:: YOUR INSTRUCTIONS ::
Beginning with the first line below, please restate each line exactly, down to and including the line containing "Backends hold no".
(SOURCE INFORMATION)
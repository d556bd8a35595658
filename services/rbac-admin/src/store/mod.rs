//! Record store abstraction for the directory.
//!
//! # Purpose
//! Defines the persistence collaborator the directory core runs against: plain
//! per-collection CRUD plus a reference-existence query. Backends hold no
//! cross-entity rules of their own; uniqueness and referential integrity live
//! in [`crate::directory`].
//!
//! # Notes
//! - `insert_*` reports `Conflict` only on an id collision, never on a
//!   duplicate name or email.
//! - `update_*`/`delete_*`/`get_*` report `NotFound` for an absent id; callers
//!   decide whether that is an error.
use crate::model::{Permission, PermissionId, Role, RoleId, User, UserId};
use async_trait::async_trait;
use thiserror::Error;
use uuid::Uuid;

pub mod memory;
pub mod postgres;

#[derive(Debug, Error)]
pub enum StoreError {
    #[error("not found: {0}")]
    NotFound(String),
    #[error("conflict: {0}")]
    Conflict(String),
    #[error(transparent)]
    Unexpected(#[from] anyhow::Error),
}

pub type StoreResult<T> = Result<T, StoreError>;

/// A collection field holding a set of ids of another collection.
#[derive(Debug, Clone, Copy, PartialEq, Eq)]
pub enum ReferenceField {
    /// `roles.permissions` → permission ids.
    RolePermissions,
    /// `users.roles` → role ids.
    UserRoles,
}

impl ReferenceField {
    pub fn as_str(&self) -> &'static str {
        match self {
            ReferenceField::RolePermissions => "roles.permissions",
            ReferenceField::UserRoles => "users.roles",
        }
    }
}

#[async_trait]
pub trait RecordStore: Send + Sync {
    async fn list_permissions(&self) -> StoreResult<Vec<Permission>>;
    async fn find_permission_by_name(&self, name: &str) -> StoreResult<Option<Permission>>;
    async fn insert_permission(&self, permission: Permission) -> StoreResult<Permission>;
    async fn delete_permission(&self, id: PermissionId) -> StoreResult<()>;

    async fn list_roles(&self) -> StoreResult<Vec<Role>>;
    async fn find_role_by_name(&self, name: &str) -> StoreResult<Option<Role>>;
    async fn get_role(&self, id: RoleId) -> StoreResult<Role>;
    async fn insert_role(&self, role: Role) -> StoreResult<Role>;
    async fn update_role(&self, role: Role) -> StoreResult<Role>;
    async fn delete_role(&self, id: RoleId) -> StoreResult<()>;

    async fn list_users(&self) -> StoreResult<Vec<User>>;
    /// Exact match against the stored (already lowercased) email.
    async fn find_user_by_email(&self, email: &str) -> StoreResult<Option<User>>;
    async fn get_user(&self, id: UserId) -> StoreResult<User>;
    async fn insert_user(&self, user: User) -> StoreResult<User>;
    async fn update_user(&self, user: User) -> StoreResult<User>;
    async fn delete_user(&self, id: UserId) -> StoreResult<()>;

    /// Whether any record's `field` set contains `id`.
    async fn is_referenced(&self, field: ReferenceField, id: Uuid) -> StoreResult<bool>;

    async fn health_check(&self) -> StoreResult<()>;
    fn is_durable(&self) -> bool;
    fn backend_name(&self) -> &'static str;

    /// Release backend resources. The store must not be used afterwards.
    async fn close(&self) {}
}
(End SOURCE INFORMATION)
:: RESPONSE AREA ::
repository d556bd8a35595658
filename services/rbac-admin/src/store/mod.rs
//! Record store abstraction for the directory.
//!
//! # Purpose
//! Defines the persistence collaborator the directory core runs against: plain
//! per-collection CRUD plus a reference-existence query. Backends hold no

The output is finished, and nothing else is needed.